Adalberto Campos Fernandes, ministro da saúde de 2015 a 2018, deu a 8 de janeiro (2025), uma entrevista ao Jornal público em que coloca várias questões (e propostas de resposta) relevantes.

Primeiro, a necessidade de repensar o que significa o Serviço Nacional de Saúde (SNS) assegurar o acesso a cuidados de saúde na combinação de prestação direta própria (pública, via SNS) e de contratação (e/ou aquisição) de serviços ao sector privado (com ou sem fins lucrativos). Não há referência à revisão de papel do SNS enquanto mecanismo garante de proteção financeira. permanecendo por isso sem contestação a ideia do SNS financiado por impostos como instrumento central de proteção financeira, aliás como estabelecido na Constituição da República Portuguesa. E a revisão desta combinação é vista como levando diversos anos a concretizar, indo além de uma legislatura de 4 anos. Relativamente a este ponto, embora entendendo que seja natural a proposta avançada de um pacto político para a saúde como forma de dar estabilidade à “reforma” de vários anos, creio que se pode pensar numa alternativa- encarar a transformação necessária como um processo permanente de aprendizagem e ajustamento do SNS. É uma forma de reconhecer que qualquer reforma pensada hoje estará provavelmente desatualizada quando terminar a sua implementação. Daí que surge como mais interessante, a meu ver, a noção de aprendizagem e ajustamento regular (pensado em permanência no que deve ser), numa lógica de construção de um sistema de saúde e de um serviço Nacional de Saúde resilientes. Importa por isso fazer uma definição de mecanismos de ajuste contínuo do SNS (por exemplo, um departamento de estudos e de aprendizagem permanente na ACES, ou na DE-SNS, de no próprio ministério da Saúde) em vez de um pacto para a saúde. Claro que as duas ideias não são mutuamente exclusivas.

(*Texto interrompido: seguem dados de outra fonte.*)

//! Single-producer/single-consumer byte ring.
//!
//! [`sample_ring`] hands out exactly one [`RingWriter`] and one [`RingReader`].
//! Neither half is `Clone`, so the one-writer/one-reader discipline is enforced
//! by ownership. Both halves are wait-free.

use crate::error::BridgeError;
use ringbuf::{
    HeapCons, HeapProd, HeapRb,
    traits::{Consumer, Observer, Producer, Split},
};

pub struct RingWriter {
    inner: HeapProd<u8>,
}

pub struct RingReader {
    inner: HeapCons<u8>,
}

/// Allocates a ring of `capacity` bytes.
pub fn sample_ring(capacity: usize) -> Result<(RingWriter, RingReader), BridgeError> {
    if capacity == 0 {
        return Err(BridgeError::RingAllocation { bytes: 0 });
    }
    let rb = HeapRb::<u8>::try_new(capacity)
        .map_err(|_| BridgeError::RingAllocation { bytes: capacity })?;
    let (inner_w, inner_r) = rb.split();
    Ok((RingWriter { inner: inner_w }, RingReader { inner: inner_r }))
}

impl RingWriter {
    pub fn capacity(&self) -> usize {
        self.inner.capacity().get()
    }

    pub fn write_space(&self) -> usize {
        self.inner.vacant_len()
    }

    /// Copies as much of `src` as fits and returns the number of bytes taken.
    pub fn write(&mut self, src: &[u8]) -> usize {
        self.inner.push_slice(src)
    }
}

impl RingReader {
    pub fn capacity(&self) -> usize {
        self.inner.capacity().get()
    }

    pub fn read_space(&self) -> usize {
        self.inner.occupied_len()
    }

    pub fn read(&mut self, dst: &mut [u8]) -> usize {
        self.inner.pop_slice(dst)
    }
}

impl std::fmt::Debug for RingWriter {
    fn fmt(&self, f: &mut std::fmt::Formatter<'_>) -> std::fmt::Result {
        f.debug_struct("RingWriter")
            .field("capacity", &self.capacity())
            .field("write_space", &self.write_space())
            .finish()
    }
}

impl std::fmt::Debug for RingReader {
    fn fmt(&self, f: &mut std::fmt::Formatter<'_>) -> std::fmt::Result {
        f.debug_struct("RingReader")
            .field("capacity", &self.capacity())
            .field("read_space", &self.read_space())
            .finish()
    }
}

#[cfg(test)]
mod tests {
    use super::*;

    fn pattern(len: usize, seed: u8) -> Vec<u8> {
        (0..len).map(|i| (i as u8).wrapping_mul(7).wrapping_add(seed)).collect()
    }

    #[test]
    fn full_and_empty_accounting() {
        let (mut writer, mut reader) = sample_ring(64).unwrap();
        assert_eq!(writer.write_space(), 64);
        assert_eq!(reader.read_space(), 0);

        assert_eq!(writer.write(&pattern(64, 1)), 64);
        assert_eq!(writer.write_space(), 0);
        assert_eq!(reader.read_space(), 64);
        assert_eq!(writer.write(&[1, 2, 3]), 0);

        let mut out = vec![0_u8; 64];
        assert_eq!(reader.read(&mut out), 64);
        assert_eq!(out, pattern(64, 1));
        assert_eq!(writer.write_space(), 64);
        assert_eq!(reader.read_space(), 0);
    }

    #[test]
    fn both_halves_report_requested_capacity() {
        let (writer, reader) = sample_ring(4096).unwrap();
        assert_eq!(writer.capacity(), 4096);
        assert_eq!(reader.capacity(), 4096);
        assert_eq!(writer.write_space(), 4096);
    }

    #[test]
    fn space_always_sums_to_capacity() {
        let (mut writer, mut reader) = sample_ring(40).unwrap();
        let mut out = vec![0_u8; 40];
        for step in 0..50 {
            writer.write(&pattern(13, step));
            assert_eq!(writer.write_space() + reader.read_space(), 40);
            reader.read(&mut out[..9]);
            assert_eq!(writer.write_space() + reader.read_space(), 40);
        }
    }

    #[test]
    fn straddling_the_wrap_point_keeps_bytes_in_order() {
        let (mut writer, mut reader) = sample_ring(48).unwrap();
        let mut expected = Vec::new();
        let mut received = Vec::new();
        let mut scratch = vec![0_u8; 48];
        for round in 0..40_u8 {
            let chunk = pattern(5 + (round as usize * 11) % 37, round);
            let written = writer.write(&chunk);
            expected.extend_from_slice(&chunk[..written]);
            let want = 3 + (round as usize * 17) % 41;
            let got = reader.read(&mut scratch[..want]);
            received.extend_from_slice(&scratch[..got]);
        }
        let got = reader.read(&mut scratch);
        received.extend_from_slice(&scratch[..got]);
        assert_eq!(received, expected);
    }

    #[test]
    fn partial_operations_are_clamped() {
        let (mut writer, mut reader) = sample_ring(10).unwrap();
        assert_eq!(writer.write(&pattern(16, 0)), 10);
        let mut out = [0_u8; 4];
        assert_eq!(reader.read(&mut out), 4);
        assert_eq!(out, pattern(4, 0)[..]);
        assert_eq!(writer.write(&pattern(8, 3)), 4);
        let mut rest = [0_u8; 32];
        assert_eq!(reader.read(&mut rest), 10);
    }

    #[test]
    fn zero_capacity_is_rejected() {
        assert!(matches!(
            sample_ring(0),
            Err(BridgeError::RingAllocation { bytes: 0 })
        ));
    }

    #[test]
    fn halves_move_across_threads() {
        let (mut writer, mut reader) = sample_ring(256).unwrap();
        let total = 64 * 1024;
        let data = pattern(total, 5);
        let src = data.clone();
        let producer = std::thread::spawn(move || {
            let mut sent = 0;
            while sent < total {
                let end = (sent + 96).min(total);
                sent += writer.write(&src[sent..end]);
                std::hint::spin_loop();
            }
        });
        let mut received = Vec::with_capacity(total);
        let mut buf = [0_u8; 80];
        while received.len() < total {
            let n = reader.read(&mut buf);
            received.extend_from_slice(&buf[..n]);
            std::hint::spin_loop();
        }
        producer.join().unwrap();
        assert_eq!(received, data);
    }
}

O segundo grande tema do artigo é o papel da DE-SNS – Direção Executiva do SNS (incluindo a possibilidade da sua extinção). Ora, quanto à DE-SNS, partilho a visão expressa em documento elaborado há poucos anos pelo Health Cluster Portugal, onde se detalha um papel claro de organização e e de gestão para a DE-SNS. O problema atual da DE-SNS não está propriamente na sua existência. Está na ambiguidade de relacionamento que existe dentro do sector público da saúde, com funções repartidas entre ACSS, DE-SNS, SPMS e Ministério da Saúde (por exemplo, as negociações salariais e de condições de trabalho com os sindicatos das profissões de Saúde). As múltiplas “articulações” a estabelecer entre entidades, e as várias consultas, nos processos de decisão, de umas entidades a outras tendem a criar ambiguidade de responsabilidade de decisão e maias morosidade na decisão. É como se uma empresa de grande dimensão se decidisse separar em várias, ficando uma com o CEO (e COO (Chief operating officer)), outra com o CFO (Chief financial officer), outra com o CIO (Chief information officer), etc. Há uma clara necessidade de estabelecer processos de decisão mais escorreitos e sem dúvidas sobre que decisões pertencem a que entidade. Também julgo central que a DE-SNS assuma a realização de explicitar que caminho se pretende seguir na organização das unidades de prestação de cuidados de saúde do SNS, criando os documentos que sirvam de guia estratégico para as Unidades Locais de Saúde (afinal estas são a unidade fundamental em termos da prestação de cuidados de saúde), tendo em conta a sua autonomia de gestão. Precisam de ter um quadro orientador para a definição das suas estratégias próprias. O estabelecer a estratégia global, dentro da visão que seja estabelecida pelo Ministério da Saúde, e a sua comunicação efectiva às ULS deverá ter primazia, na atuação da DE-SNS, face à micro gestão das ULS. Um exemplo dessa micro gestão é ser a DE-SNS a controlar (ou a definir diretamente/ escolas de urgência hospitalar (tarefa que deverá ser realizada por cada ULS). Assim, antes de avançar para uma decisão de extinção da DE-SNS, será de lhe dar o quadro de atuação adequado. As dúvidas levantadas por Adalberto Campos Fernandes têm toda a razão de ser, e é necessário haver uma (re)definição de responsabilidades, incluindo a de condução (explicitação e comunicação) de uma estrátégia para a rede de unidades de prestação de cuidados de saúde que faz parte do SNS. 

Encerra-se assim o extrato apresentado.